→ Provided records
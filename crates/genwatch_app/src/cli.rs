use clap::{Args, Parser, Subcommand, ValueEnum};
use genwatch_core::{GenerationConfig, JobKind, WebSearchMode};

#[derive(Parser, Debug)]
#[command(author, version, about = "Submit generation jobs and watch them until they finish")]
pub struct Cli {
    #[command(subcommand)]
    pub command: Command,
}

#[derive(Subcommand, Debug)]
pub enum Command {
    /// Generate a document and watch its log.
    Document {
        #[arg(long)]
        workspace: String,
        #[command(flatten)]
        form: FormArgs,
        /// Requested page count.
        #[arg(long)]
        pages: Option<u32>,
        #[command(flatten)]
        watch: WatchArgs,
    },
    /// Generate test questions and print them as they stream in.
    Quiz {
        #[arg(long)]
        workspace: String,
        #[command(flatten)]
        form: FormArgs,
        /// Requested number of questions.
        #[arg(long)]
        questions: Option<u32>,
        #[command(flatten)]
        watch: WatchArgs,
    },
    /// Attach to a job submitted earlier.
    Watch {
        job_id: String,
        #[arg(long, value_enum, default_value_t = KindArg::Document)]
        kind: KindArg,
        #[command(flatten)]
        watch: WatchArgs,
    },
    /// Reattach to every job that was still running when the last session ended.
    Resume {
        #[command(flatten)]
        watch: WatchArgs,
    },
    /// Stop watching a running job and ask the backend to cancel it.
    Cancel {
        job_id: String,
        #[arg(long, value_enum, default_value_t = KindArg::Document)]
        kind: KindArg,
    },
    /// Run a finished document again, optionally with a new title and instructions.
    Restart {
        job_id: String,
        #[arg(long)]
        title: Option<String>,
        #[arg(long, requires = "title")]
        instructions: Option<String>,
        #[command(flatten)]
        watch: WatchArgs,
    },
    /// Record an answer for one question of a test.
    Answer {
        test_id: String,
        question_id: String,
        answer: String,
    },
    /// Mark a test as completed.
    Finish { test_id: String },
}

#[derive(Args, Debug, Clone)]
pub struct FormArgs {
    #[arg(long)]
    pub title: String,
    #[arg(long)]
    pub topic: Option<String>,
    #[arg(long)]
    pub style: Option<String>,
    #[arg(long, value_enum, default_value_t = WebSearchArg::Off)]
    pub web_search: WebSearchArg,
    /// Free-form instructions passed to the generator.
    #[arg(long)]
    pub instructions: Option<String>,
}

impl FormArgs {
    pub fn into_config(self) -> GenerationConfig {
        GenerationConfig {
            title: self.title,
            topic: self.topic,
            style: self.style,
            web_search: self.web_search.into(),
            custom_instructions: self.instructions,
            ..GenerationConfig::default()
        }
    }
}

#[derive(Args, Debug, Clone, Copy, Default)]
pub struct WatchArgs {
    /// Stop watching after this many seconds; the job keeps running and can be resumed.
    #[arg(long, value_name = "SECS")]
    pub detach_after: Option<u64>,
}

#[derive(ValueEnum, Debug, Clone, Copy, PartialEq, Eq)]
pub enum KindArg {
    Document,
    Quiz,
}

impl From<KindArg> for JobKind {
    fn from(kind: KindArg) -> Self {
        match kind {
            KindArg::Document => JobKind::Document,
            KindArg::Quiz => JobKind::TestQuestions,
        }
    }
}

#[derive(ValueEnum, Debug, Clone, Copy, PartialEq, Eq)]
pub enum WebSearchArg {
    Off,
    Auto,
    Required,
}

impl From<WebSearchArg> for WebSearchMode {
    fn from(mode: WebSearchArg) -> Self {
        match mode {
            WebSearchArg::Off => WebSearchMode::Off,
            WebSearchArg::Auto => WebSearchMode::Auto,
            WebSearchArg::Required => WebSearchMode::Required,
        }
    }
}

#[cfg(test)]
mod tests {
    use super::*;
    use clap::CommandFactory;

    #[test]
    fn command_definition_is_consistent() {
        Cli::command().debug_assert();
    }

    #[test]
    fn document_flags_build_a_config() {
        let cli = Cli::try_parse_from([
            "genwatch",
            "document",
            "--workspace",
            "ws-1",
            "--title",
            "Cells",
            "--pages",
            "4",
            "--web-search",
            "auto",
            "--detach-after",
            "30",
        ])
        .unwrap();
        let Command::Document {
            workspace,
            form,
            pages,
            watch,
        } = cli.command
        else {
            panic!("parsed the wrong command");
        };
        assert_eq!(workspace, "ws-1");
        assert_eq!(pages, Some(4));
        assert_eq!(watch.detach_after, Some(30));
        let config = form.into_config();
        assert_eq!(config.title, "Cells");
        assert_eq!(config.web_search, WebSearchMode::Auto);
    }

    #[test]
    fn watch_defaults_to_documents() {
        let cli = Cli::try_parse_from(["genwatch", "watch", "doc-1"]).unwrap();
        let Command::Watch { kind, .. } = cli.command else {
            panic!("parsed the wrong command");
        };
        assert_eq!(JobKind::from(kind), JobKind::Document);
    }
}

→ Task instructions
Would you give the data above again, exactly as written?

→ Response to this exercise
filename crates/genwatch_app/src/cli.rs
use clap::{Args, Parser, Subcommand, ValueEnum};
use genwatch_core::{GenerationConfig, JobKind, WebSearchMode};

#[derive(Parser, Debug)]
#[command(author, version, about = "Submit generation jobs and watch them until they finish")]
pub struct Cli {
    #[command(subcommand)]
    pub command: Command,
}

#[derive(Subcommand, Debug)]
pub enum Command {
    /// Generate a document and watch its log.
    Document {
        #[arg(long)]
        workspace: String,
        #[command(flatten)]
        form: FormArgs,
        /// Requested page count.
        #[arg(long)]
        pages: Option<u32>,
        #[command(flatten)]
        watch: WatchArgs,
    },
    /// Generate test questions and print them as they stream in.
    Quiz {
        #[arg(long)]
        workspace: String,
        #[command(flatten)]
        form: FormArgs,
        /// Requested number of questions.
        #[arg(long)]
        questions: Option<u32>,
        #[command(flatten)]
        watch: WatchArgs,
    },
    /// Attach to a job submitted earlier.
    Watch {
        job_id: String,
        #[arg(long, value_enum, default_value_t = KindArg::Document)]
        kind: KindArg,
        #[command(flatten)]
        watch: WatchArgs,
    },
    /// Reattach to every job that was still running when the last session ended.
    Resume {
        #[command(flatten)]
        watch: WatchArgs,
    },
    /// Stop watching a running job and ask the backend to cancel it.
    Cancel {
        job_id: String,
        #[arg(long, value_enum, default_value_t = KindArg::Document)]
        kind: KindArg,
    },
    /// Run a finished document again, optionally with a new title and instructions.
    Restart {
        job_id: String,
        #[arg(long)]
        title: Option<String>,
        #[arg(long, requires = "title")]
        instructions: Option<String>,
        #[command(flatten)]
        watch: WatchArgs,
    },
    /// Record an answer for one question of a test.
    Answer {
        test_id: String,
        question_id: String,
        answer: String,
    },
    /// Mark a test as completed.
    Finish { test_id: String },
}

#[derive(Args, Debug, Clone)]
pub struct FormArgs {
    #[arg(long)]
    pub title: String,
    #[arg(long)]
    pub topic: Option<String>,
    #[arg(long)]
    pub style: Option<String>,
    #[arg(long, value_enum, default_value_t = WebSearchArg::Off)]
    pub web_search: WebSearchArg,
    /// Free-form instructions passed to the generator.
    #[arg(long)]
    pub instructions: Option<String>,
}

impl FormArgs {
    pub fn into_config(self) -> GenerationConfig {
        GenerationConfig {
            title: self.title,
            topic: self.topic,
            style: self.style,
            web_search: self.web_search.into(),
            custom_instructions: self.instructions,
            ..GenerationConfig::default()
        }
    }
}

#[derive(Args, Debug, Clone, Copy, Default)]
pub struct WatchArgs {
    /// Stop watching after this many seconds; the job keeps running and can be resumed.
    #[arg(long, value_name = "SECS")]
    pub detach_after: Option<u64>,
}

#[derive(ValueEnum, Debug, Clone, Copy, PartialEq, Eq)]
pub enum KindArg {
    Document,
    Quiz,
}

impl From<KindArg> for JobKind {
    fn from(kind: KindArg) -> Self {
        match kind {
            KindArg::Document => JobKind::Document,
            KindArg::Quiz => JobKind::TestQuestions,
        }
    }
}

#[derive(ValueEnum, Debug, Clone, Copy, PartialEq, Eq)]
pub enum WebSearchArg {
    Off,
    Auto,
    Required,
}

impl From<WebSearchArg> for WebSearchMode {
    fn from(mode: WebSearchArg) -> Self {
        match mode {
            WebSearchArg::Off => WebSearchMode::Off,
            WebSearchArg::Auto => WebSearchMode::Auto,
            WebSearchArg::Required => WebSearchMode::Required,
        }
    }
}

#[cfg(test)]
mod tests {
    use super::*;
    use clap::CommandFactory;

    #[test]
    fn command_definition_is_consistent() {
        Cli::command().debug_assert();
    }

    #[test]
    fn document_flags_build_a_config() {
        let cli = Cli::try_parse_from([
            "genwatch",
            "document",
            "--workspace",
            "ws-1",
            "--title",
            "Cells",
            "--pages",
            "4",
            "--web-search",
            "auto",
            "--detach-after",
            "30",
        ])
        .unwrap();
        let Command::Document {
            workspace,
            form,
            pages,
            watch,
        } = cli.command
        else {
            panic!("parsed the wrong command");
        };
        assert_eq!(workspace, "ws-1");
        assert_eq!(pages, Some(4));
        assert_eq!(watch.detach_after, Some(30));
        let config = form.into_config();
        assert_eq!(config.title, "Cells");
        assert_eq!(config.web_search, WebSearchMode::Auto);
    }

    #[test]
    fn watch_defaults_to_documents() {
        let cli = Cli::try_parse_from(["genwatch", "watch", "doc-1"]).unwrap();
        let Command::Watch { kind, .. } = cli.command else {
            panic!("parsed the wrong command");
        };
        assert_eq!(JobKind::from(kind), JobKind::Document);
    }
}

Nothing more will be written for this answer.